Data for analysis:
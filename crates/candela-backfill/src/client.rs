//! REST client for historical 1-minute klines.

use async_trait::async_trait;
use candela_types::BaseCandle;
use chrono::{DateTime, Utc};
use reqwest::Client;
use std::time::Duration;
use thiserror::Error;

use crate::gap::CandleFetcher;
use crate::parse::{ParseError, parse_klines};

/// Configuration for the kline REST client.
#[derive(Debug, Clone)]
pub struct ClientConfig {
    /// Base URL of the klines endpoint.
    pub base_url: String,
    /// Request timeout.
    pub timeout: Duration,
    /// Maximum retry attempts for transient failures.
    pub max_retries: u32,
    /// Base delay for exponential backoff (in milliseconds).
    pub base_delay_ms: u64,
    /// Maximum delay between retries (in milliseconds).
    pub max_delay_ms: u64,
    /// User agent string.
    pub user_agent: String,
}

impl Default for ClientConfig {
    fn default() -> Self {
        Self {
            base_url: "https://api.binance.com/api/v3/klines".to_string(),
            timeout: Duration::from_secs(30),
            max_retries: 5,
            base_delay_ms: 500,
            max_delay_ms: 30_000,
            user_agent: format!("candela/{}", env!("CARGO_PKG_VERSION")),
        }
    }
}

/// Errors that can occur while fetching historical candles.
#[derive(Error, Debug)]
pub enum BackfillError {
    /// HTTP request failed.
    #[error("HTTP error: {0}")]
    Http(#[from] reqwest::Error),

    /// Server returned an error status after all retries.
    #[error("Server error: {status}")]
    ServerError {
        /// HTTP status code.
        status: u16,
    },

    /// Response payload was not a valid kline array.
    #[error(transparent)]
    Parse(#[from] ParseError),

    /// Store write failed during backfill.
    #[error("store error: {0}")]
    Store(String),
}

/// HTTP client for the historical kline endpoint, with connection pooling
/// and bounded retries.
#[derive(Debug, Clone)]
pub struct KlineClient {
    client: Client,
    config: ClientConfig,
}

impl KlineClient {
    /// Creates a new client with the given configuration.
    ///
    /// # Errors
    ///
    /// Returns an error if the HTTP client cannot be created.
    pub fn new(config: ClientConfig) -> Result<Self, reqwest::Error> {
        let client = Client::builder()
            .timeout(config.timeout)
            .connect_timeout(Duration::from_secs(10))
            .tcp_keepalive(Duration::from_secs(60))
            .user_agent(&config.user_agent)
            .gzip(true)
            .build()?;
        Ok(Self { client, config })
    }

    /// Creates a client with default configuration.
    ///
    /// # Errors
    ///
    /// Returns an error if the HTTP client cannot be created.
    pub fn with_defaults() -> Result<Self, reqwest::Error> {
        Self::new(ClientConfig::default())
    }

    /// Returns the client configuration.
    #[must_use]
    pub const fn config(&self) -> &ClientConfig {
        &self.config
    }

    /// Fetches closed-or-current 1-minute candles for `[from, to)`,
    /// at most `max_batch` per request.
    ///
    /// # Errors
    ///
    /// Returns an error if the request fails after all retries or the
    /// payload cannot be parsed.
    pub async fn fetch_base_candles(
        &self,
        symbol: &str,
        from: DateTime<Utc>,
        to: DateTime<Utc>,
        max_batch: u32,
    ) -> Result<Vec<BaseCandle>, BackfillError> {
        let body = self
            .get_with_retry(symbol, from.timestamp_millis(), to.timestamp_millis(), max_batch)
            .await?;
        Ok(parse_klines(&body, symbol, Utc::now())?)
    }

    async fn get_with_retry(
        &self,
        symbol: &str,
        start_ms: i64,
        end_ms: i64,
        limit: u32,
    ) -> Result<bytes::Bytes, BackfillError> {
        let mut attempts = 0;

        loop {
            let request = self
                .client
                .get(&self.config.base_url)
                .query(&[("symbol", symbol), ("interval", "1m")])
                .query(&[("startTime", start_ms), ("endTime", end_ms)])
                .query(&[("limit", limit)]);

            match request.send().await {
                Ok(response) => {
                    // Retry on server errors (5xx) and rate limiting (429)
                    if response.status().is_server_error()
                        || response.status() == reqwest::StatusCode::TOO_MANY_REQUESTS
                    {
                        if attempts < self.config.max_retries {
                            attempts += 1;
                            tokio::time::sleep(self.backoff_delay(attempts)).await;
                            continue;
                        }
                        return Err(BackfillError::ServerError {
                            status: response.status().as_u16(),
                        });
                    }

                    response.error_for_status_ref()?;
                    return Ok(response.bytes().await?);
                }
                Err(e) if Self::is_retryable(&e) && attempts < self.config.max_retries => {
                    attempts += 1;
                    tokio::time::sleep(self.backoff_delay(attempts)).await;
                }
                Err(e) => return Err(e.into()),
            }
        }
    }

    /// Calculates the backoff delay with exponential backoff and jitter.
    fn backoff_delay(&self, attempt: u32) -> Duration {
        let exp_delay = self
            .config
            .base_delay_ms
            .saturating_mul(1u64 << attempt.min(10));
        let capped = exp_delay.min(self.config.max_delay_ms);

        // Deterministic jitter (±25%) keyed on the attempt number, so no
        // RNG dependency is needed.
        let jitter_range = capped / 4;
        let jitter = if jitter_range > 0 {
            let offset = (u64::from(attempt) * 17) % (jitter_range * 2);
            offset.saturating_sub(jitter_range)
        } else {
            0
        };

        Duration::from_millis((capped + jitter).max(100))
    }

    fn is_retryable(error: &reqwest::Error) -> bool {
        if error.is_builder() {
            return false;
        }
        error.is_timeout() || error.is_connect() || error.is_request()
    }
}

#[async_trait]
impl CandleFetcher for KlineClient {
    async fn fetch_base_candles(
        &self,
        symbol: &str,
        from: DateTime<Utc>,
        to: DateTime<Utc>,
        max_batch: u32,
    ) -> Result<Vec<BaseCandle>, BackfillError> {
        Self::fetch_base_candles(self, symbol, from, to, max_batch).await
    }
}

#[cfg(test)]
mod tests {
    use super::*;

    #[test]
    fn test_client_config_default() {
        let config = ClientConfig::default();
        assert_eq!(config.max_retries, 5);
        assert_eq!(config.timeout, Duration::from_secs(30));
        assert_eq!(config.base_delay_ms, 500);
        assert_eq!(config.max_delay_ms, 30_000);
    }

    #[tokio::test]
    async fn test_client_creation() {
        assert!(KlineClient::with_defaults().is_ok());
    }

    #[test]
    fn test_backoff_delay_bounds() {
        let client = KlineClient::with_defaults().unwrap();

        let delay1 = client.backoff_delay(1);
        assert!(delay1.as_millis() >= 750 && delay1.as_millis() <= 1250);

        let delay2 = client.backoff_delay(2);
        assert!(delay2.as_millis() >= 1500 && delay2.as_millis() <= 2500);

        // High attempts are capped at max_delay (plus jitter).
        let delay_high = client.backoff_delay(20);
        assert!(delay_high.as_millis() <= 37_500);
    }
}
//! Base candle persistence.

use async_trait::async_trait;
use candela_aggregate::ClosedCandleSource;
use candela_backfill::{BackfillError, BackfillStore};
use candela_types::{BaseCandle, CandelaError};
use chrono::{DateTime, Utc};
use sqlx::postgres::PgPool;
use sqlx::{FromRow, QueryBuilder, Row};
use thiserror::Error;

/// Errors that can occur during store operations.
#[derive(Error, Debug)]
pub enum StoreError {
    /// Underlying database error.
    #[error("database error: {0}")]
    Database(#[from] sqlx::Error),
}

impl From<StoreError> for CandelaError {
    fn from(err: StoreError) -> Self {
        Self::Store(err.to_string())
    }
}

/// Database row representation of a base candle.
#[derive(Debug, FromRow)]
struct BaseCandleRow {
    symbol: String,
    start_time: DateTime<Utc>,
    open: f64,
    high: f64,
    low: f64,
    close: f64,
    volume: f64,
    is_closed: bool,
}

impl From<BaseCandleRow> for BaseCandle {
    fn from(row: BaseCandleRow) -> Self {
        Self {
            symbol: row.symbol,
            start_time: row.start_time,
            open: row.open,
            high: row.high,
            low: row.low,
            close: row.close,
            volume: row.volume,
            is_closed: row.is_closed,
        }
    }
}

/// Statistics about the base candle hypertable.
#[derive(Debug, Clone, PartialEq)]
pub struct TableStats {
    /// Total number of rows.
    pub total_rows: i64,
    /// Oldest candle start time, if any rows exist.
    pub oldest: Option<DateTime<Utc>>,
    /// Newest candle start time, if any rows exist.
    pub newest: Option<DateTime<Utc>>,
    /// Number of distinct symbols.
    pub symbols: i64,
}

/// Durable store for 1-minute base candles.
///
/// All writers go through the idempotent upsert keyed by
/// `(symbol, start_time)`; live ingestion and backfill may overlap freely.
#[derive(Debug, Clone)]
pub struct CandleStore {
    pool: PgPool,
}

impl CandleStore {
    /// Creates a store over an existing pool.
    #[must_use]
    pub const fn new(pool: PgPool) -> Self {
        Self { pool }
    }

    /// Returns the underlying pool.
    #[must_use]
    pub const fn pool(&self) -> &PgPool {
        &self.pool
    }

    /// Upserts a single base candle, keyed by `(symbol, start_time)`.
    ///
    /// A record that is not closed never overwrites an existing closed row
    /// at the same key, so a lagging backfill can never downgrade final
    /// data written by live ingestion.
    ///
    /// # Errors
    ///
    /// Returns an error if the write fails.
    pub async fn upsert_base_candle(&self, candle: &BaseCandle) -> Result<(), StoreError> {
        sqlx::query(
            r"
            INSERT INTO candle_data_1m
                (symbol, start_time, open, high, low, close, volume, is_closed)
            VALUES ($1, $2, $3, $4, $5, $6, $7, $8)
            ON CONFLICT (symbol, start_time) DO UPDATE
            SET open = excluded.open,
                high = excluded.high,
                low = excluded.low,
                close = excluded.close,
                volume = excluded.volume,
                is_closed = excluded.is_closed
            WHERE NOT (candle_data_1m.is_closed AND NOT excluded.is_closed)
            ",
        )
        .bind(&candle.symbol)
        .bind(candle.start_time)
        .bind(candle.open)
        .bind(candle.high)
        .bind(candle.low)
        .bind(candle.close)
        .bind(candle.volume)
        .bind(candle.is_closed)
        .execute(&self.pool)
        .await?;
        Ok(())
    }

    /// Upserts a batch of base candles in one statement.
    ///
    /// Returns the number of rows written. Same conflict semantics as
    /// [`Self::upsert_base_candle`].
    ///
    /// # Errors
    ///
    /// Returns an error if the write fails; the batch is all-or-nothing.
    pub async fn upsert_base_candles(&self, candles: &[BaseCandle]) -> Result<u64, StoreError> {
        if candles.is_empty() {
            return Ok(0);
        }

        let mut builder = QueryBuilder::new(
            "INSERT INTO candle_data_1m \
             (symbol, start_time, open, high, low, close, volume, is_closed) ",
        );
        builder.push_values(candles, |mut b, candle| {
            b.push_bind(&candle.symbol)
                .push_bind(candle.start_time)
                .push_bind(candle.open)
                .push_bind(candle.high)
                .push_bind(candle.low)
                .push_bind(candle.close)
                .push_bind(candle.volume)
                .push_bind(candle.is_closed);
        });
        builder.push(
            " ON CONFLICT (symbol, start_time) DO UPDATE \
             SET open = excluded.open, \
                 high = excluded.high, \
                 low = excluded.low, \
                 close = excluded.close, \
                 volume = excluded.volume, \
                 is_closed = excluded.is_closed \
             WHERE NOT (candle_data_1m.is_closed AND NOT excluded.is_closed)",
        );

        let result = builder.build().execute(&self.pool).await?;
        Ok(result.rows_affected())
    }

    /// Returns the most recent stored `start_time` for a symbol.
    ///
    /// # Errors
    ///
    /// Returns an error if the query fails.
    pub async fn latest_start_time(
        &self,
        symbol: &str,
    ) -> Result<Option<DateTime<Utc>>, StoreError> {
        let row = sqlx::query(
            "SELECT MAX(start_time) AS latest FROM candle_data_1m WHERE symbol = $1",
        )
        .bind(symbol)
        .fetch_one(&self.pool)
        .await?;
        Ok(row.try_get("latest")?)
    }

    /// Deletes base candles with `start_time` older than `cutoff`.
    ///
    /// Returns the number of rows deleted. Destructive and irreversible;
    /// callers serialize this against backfill.
    ///
    /// # Errors
    ///
    /// Returns an error if the delete fails.
    pub async fn delete_base_candles_older_than(
        &self,
        cutoff: DateTime<Utc>,
    ) -> Result<u64, StoreError> {
        let result = sqlx::query("DELETE FROM candle_data_1m WHERE start_time < $1")
            .bind(cutoff)
            .execute(&self.pool)
            .await?;
        Ok(result.rows_affected())
    }

    /// Returns row counts and time bounds for the base candle table.
    ///
    /// # Errors
    ///
    /// Returns an error if the query fails.
    pub async fn table_stats(&self) -> Result<TableStats, StoreError> {
        let row = sqlx::query(
            r"
            SELECT COUNT(*) AS total_rows,
                   MIN(start_time) AS oldest,
                   MAX(start_time) AS newest,
                   COUNT(DISTINCT symbol) AS symbols
            FROM candle_data_1m
            ",
        )
        .fetch_one(&self.pool)
        .await?;
        Ok(TableStats {
            total_rows: row.try_get("total_rows")?,
            oldest: row.try_get("oldest")?,
            newest: row.try_get("newest")?,
            symbols: row.try_get("symbols")?,
        })
    }
}

#[async_trait]
impl BackfillStore for CandleStore {
    async fn latest_start_time(
        &self,
        symbol: &str,
    ) -> Result<Option<DateTime<Utc>>, BackfillError> {
        Self::latest_start_time(self, symbol)
            .await
            .map_err(|e| BackfillError::Store(e.to_string()))
    }

    async fn upsert_base_candles(&self, candles: &[BaseCandle]) -> Result<u64, BackfillError> {
        Self::upsert_base_candles(self, candles)
            .await
            .map_err(|e| BackfillError::Store(e.to_string()))
    }
}

#[async_trait]
impl ClosedCandleSource for CandleStore {
    async fn closed_base_candles(
        &self,
        symbol: &str,
        window_start: DateTime<Utc>,
        exclude_before: DateTime<Utc>,
    ) -> candela_types::Result<Vec<BaseCandle>> {
        let rows: Vec<BaseCandleRow> = sqlx::query_as(
            r"
            SELECT symbol, start_time, open, high, low, close, volume, is_closed
            FROM candle_data_1m
            WHERE symbol = $1
              AND is_closed
              AND start_time >= $2
              AND start_time < $3
            ORDER BY start_time ASC
            ",
        )
        .bind(symbol)
        .bind(window_start)
        .bind(exclude_before)
        .fetch_all(&self.pool)
        .await
        .map_err(|e| CandelaError::Store(e.to_string()))?;

        Ok(rows.into_iter().map(BaseCandle::from).collect())
    }
}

The task: Copy out each line of the records above that includes "TableStats".

Response box:
pub struct TableStats {
    pub async fn table_stats(&self) -> Result<TableStats, StoreError> {
        Ok(TableStats {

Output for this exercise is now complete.